MOORPARK, CA – Gibbs and Associates announced today that it has granted the Clemson University Campbell Graduate Engineering Center 50 seats of its GibbsCAM software for the university’s use in undergraduate and post-graduate mechanical and automotive engineering research and curricula. The software will be used for advanced CNC machining simulation and analysis at the university campus and the Clemson University International Center for Automotive Research (CU-ICAR). Clemson University uses CAD, CAM, and many other advanced analytical and manufacturing technologies in its mechanical and automotive engineering programs. At CU-ICAR, it offers a Masters of Science degree in automotive engineering and the only Ph.D. in automotive engineering available in the country. Gibbs and their regional reseller installed and support the GibbsCAM software, which is now in use, on a network implementation, at Clemson University facilities.
“GibbsCAM covers a broad range of capabilities, from programming the simplest CNC machine tools, to verifying the most complex toolpaths, to simulating the most sophisticated machine tool motion,” explained Bill Gibbs, Gibbs and Associates company founder and president. “We are confident that our products will help Clemson students understand machining and assist their research and preparation for careers in automotive and general manufacturing. It is with this expectation that we are pleased to partner with Clemson University, by providing them a uniquely powerful CNC programming system for their innovative, first-of-class, automotive research and manufacturing programs. We look forward to their students’ success.”

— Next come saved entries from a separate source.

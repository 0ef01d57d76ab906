//! Run-level metadata shared with every delivery extension

use chrono::{DateTime, SecondsFormat, Utc};
use serde::{Deserialize, Serialize};
use serde_json::{Map, Value};

/// Caller-supplied extra metadata, validated lazily by the extensions that read it
pub type Extras = Map<String, Value>;

/// Metadata describing one run
///
/// Built once when the orchestrator is created and never mutated; every render
/// and extension task sees the same instance.
#[derive(Debug, Clone, PartialEq, Serialize, Deserialize)]
pub struct RunMetadata {
    /// When the batch was issued; serialized as an ISO-8601 string
    #[serde(rename = "issue_timestamp", with = "timestamp")]
    pub issued_at: DateTime<Utc>,
    /// Unique identifier for the run
    pub run_id: String,
    /// Arbitrary caller data
    #[serde(default)]
    pub extras: Extras,
}

impl RunMetadata {
    pub fn new(issued_at: DateTime<Utc>, run_id: impl Into<String>) -> Self {
        Self {
            issued_at,
            run_id: run_id.into(),
            extras: Extras::new(),
        }
    }

    pub fn with_extras(mut self, extras: Extras) -> Self {
        self.extras = extras;
        self
    }

    /// ISO-8601 rendering of the issue time, millisecond precision
    pub fn issue_timestamp(&self) -> String {
        self.issued_at.to_rfc3339_opts(SecondsFormat::Millis, true)
    }

    /// Milliseconds since the Unix epoch
    pub fn issue_millis(&self) -> i64 {
        self.issued_at.timestamp_millis()
    }
}

/// RFC 3339 with millisecond precision and a `Z` suffix
mod timestamp {
    use chrono::{DateTime, SecondsFormat, Utc};
    use serde::{Deserialize, Deserializer, Serializer};

    pub fn serialize<S: Serializer>(at: &DateTime<Utc>, serializer: S) -> Result<S::Ok, S::Error> {
        serializer.serialize_str(&at.to_rfc3339_opts(SecondsFormat::Millis, true))
    }

    pub fn deserialize<'de, D: Deserializer<'de>>(deserializer: D) -> Result<DateTime<Utc>, D::Error> {
        let raw = String::deserialize(deserializer)?;
        DateTime::parse_from_rfc3339(&raw)
            .map(|at| at.with_timezone(&Utc))
            .map_err(serde::de::Error::custom)
    }
}
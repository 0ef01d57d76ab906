//! CSV data source.

use std::fs::File;
use std::io::BufReader;
use std::path::{Path, PathBuf};

use certgen_model::TabularDataset;

use crate::error::{DataError, Result};
use crate::sources::DataSource;

/// Options for CSV parsing
#[derive(Debug, Clone)]
pub struct CsvOptions {
    /// Field delimiter (default: comma)
    pub delimiter: u8,
    /// Quote character (default: double quote)
    pub quote: u8,
    /// Whether to trim whitespace from fields
    pub trim: bool,
    /// Whether to allow rows with a different cell count than the header
    pub flexible: bool,
}

impl Default for CsvOptions {
    fn default() -> Self {
        Self {
            delimiter: b',',
            quote: b'"',
            trim: true,
            flexible: true,
        }
    }
}

impl CsvOptions {
    /// Create options for tab-separated values (TSV)
    pub fn tsv() -> Self {
        Self {
            delimiter: b'\t',
            ..Default::default()
        }
    }
}

/// CSV file data source
pub struct CsvSource {
    path: PathBuf,
    options: CsvOptions,
}

impl CsvSource {
    /// Create a new CSV source from a file path
    pub fn new(path: impl AsRef<Path>) -> Result<Self> {
        Self::with_options(path, CsvOptions::default())
    }

    /// Create a new CSV source with custom options
    pub fn with_options(path: impl AsRef<Path>, options: CsvOptions) -> Result<Self> {
        let path = path.as_ref();
        if !path.exists() {
            return Err(DataError::FileNotFound(path.display().to_string()));
        }

        Ok(Self {
            path: path.to_path_buf(),
            options,
        })
    }

    /// Read all rows from the CSV file, header included
    pub fn read_all(&self) -> Result<Vec<Vec<String>>> {
        let file = File::open(&self.path)?;
        let reader = BufReader::new(file);

        let mut csv_reader = csv::ReaderBuilder::new()
            .delimiter(self.options.delimiter)
            .quote(self.options.quote)
            .has_headers(false) // the header is row 0 of the grid
            .trim(if self.options.trim {
                csv::Trim::All
            } else {
                csv::Trim::None
            })
            .flexible(self.options.flexible)
            .from_reader(reader);

        let mut result = Vec::new();
        for record in csv_reader.records() {
            let record = record?;
            result.push(record.iter().map(str::to_string).collect());
        }

        Ok(result)
    }
}

impl DataSource for CsvSource {
    fn read_table(&self) -> Result<TabularDataset> {
        Ok(TabularDataset::new(self.read_all()?))
    }
}

#[cfg(test)]
mod tests {
    use super::*;
    use std::io::Write;
    use tempfile::NamedTempFile;

    fn create_test_csv(content: &str) -> NamedTempFile {
        let mut file = NamedTempFile::new().unwrap();
        file.write_all(content.as_bytes()).unwrap();
        file.flush().unwrap();
        file
    }

    #[test]
    fn test_csv_read_all() {
        let file = create_test_csv("name,date,course\nJohn Doe,2023-10-01,Mathematics\n");

        let source = CsvSource::new(file.path()).unwrap();
        let data = source.read_all().unwrap();

        assert_eq!(data.len(), 2);
        assert_eq!(data[0], vec!["name", "date", "course"]);
        assert_eq!(data[1], vec!["John Doe", "2023-10-01", "Mathematics"]);
    }

    #[test]
    fn test_csv_read_table() {
        let file = create_test_csv("name,course\nAlice,Physics\nBob,Chemistry\n");

        let table = CsvSource::new(file.path()).unwrap().read_table().unwrap();
        assert_eq!(table.record_count(), 2);
        assert_eq!(table.cell(1, "course"), Some("Chemistry"));
    }

    #[test]
    fn test_csv_tsv() {
        let file = create_test_csv("Name\tAge\tScore\nAlice\t30\t95\n");

        let source = CsvSource::with_options(file.path(), CsvOptions::tsv()).unwrap();
        let data = source.read_all().unwrap();

        assert_eq!(data.len(), 2);
        assert_eq!(data[0], vec!["Name", "Age", "Score"]);
    }

    #[test]
    fn test_csv_custom_delimiter() {
        let file = create_test_csv("Name;Age;Score\nAlice;30;95\n");

        let options = CsvOptions {
            delimiter: b';',
            ..Default::default()
        };
        let source = CsvSource::with_options(file.path(), options).unwrap();
        let data = source.read_all().unwrap();

        assert_eq!(data[0], vec!["Name", "Age", "Score"]);
    }

    #[test]
    fn test_csv_quoted_fields() {
        let csv_content = r#"Name,Description
"Alice","A ""quoted"" value"
"Bob","Value with, comma"
"#;
        let file = create_test_csv(csv_content);

        let data = CsvSource::new(file.path()).unwrap().read_all().unwrap();

        assert_eq!(data.len(), 3);
        assert_eq!(data[1][1], r#"A "quoted" value"#);
        assert_eq!(data[2][1], "Value with, comma");
    }

    #[test]
    fn test_csv_short_rows_are_kept() {
        let file = create_test_csv("name,date,course\nJane,2023-10-02\n");

        let data = CsvSource::new(file.path()).unwrap().read_all().unwrap();
        assert_eq!(data[1], vec!["Jane", "2023-10-02"]);
    }

    #[test]
    fn test_csv_strict_rejects_ragged_rows() {
        let file = create_test_csv("a,b\n1\n");
        let options = CsvOptions {
            flexible: false,
            ..Default::default()
        };

        let source = CsvSource::with_options(file.path(), options).unwrap();
        assert!(matches!(source.read_all(), Err(DataError::Csv(_))));
    }

    #[test]
    fn test_csv_file_not_found() {
        let result = CsvSource::new("/nonexistent/path/file.csv");
        assert!(matches!(result, Err(DataError::FileNotFound(_))));
    }

    #[test]
    fn test_csv_trim_whitespace() {
        let file = create_test_csv("Name , Age \n Alice , 30 \n");

        let data = CsvSource::new(file.path()).unwrap().read_all().unwrap();

        assert_eq!(data[0], vec!["Name", "Age"]);
        assert_eq!(data[1], vec!["Alice", "30"]);
    }
}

The software, valued at over $550,000, includes 3-axis, rotary, and 5-axis milling, multi-task machining (MTM), and lathe turning, plus tombstone management, machine tool simulation, postprocessors, and CAD-specific translators, together with software maintenance.
“Because of this generous gift, students now have an extremely cost-efficient way of testing and analyzing different machining parameters,” said mechanical engineering assistant professor Laine Mears. “The software allows simultaneous use by up to 50 students across our graduate and undergraduate curricula. With this access, students will be able to use state-of-the-art software to help them simulate machining processes such as milling, turning and 5-axis freeform machining, and to produce and test programs before using them to make parts on the machining centers.”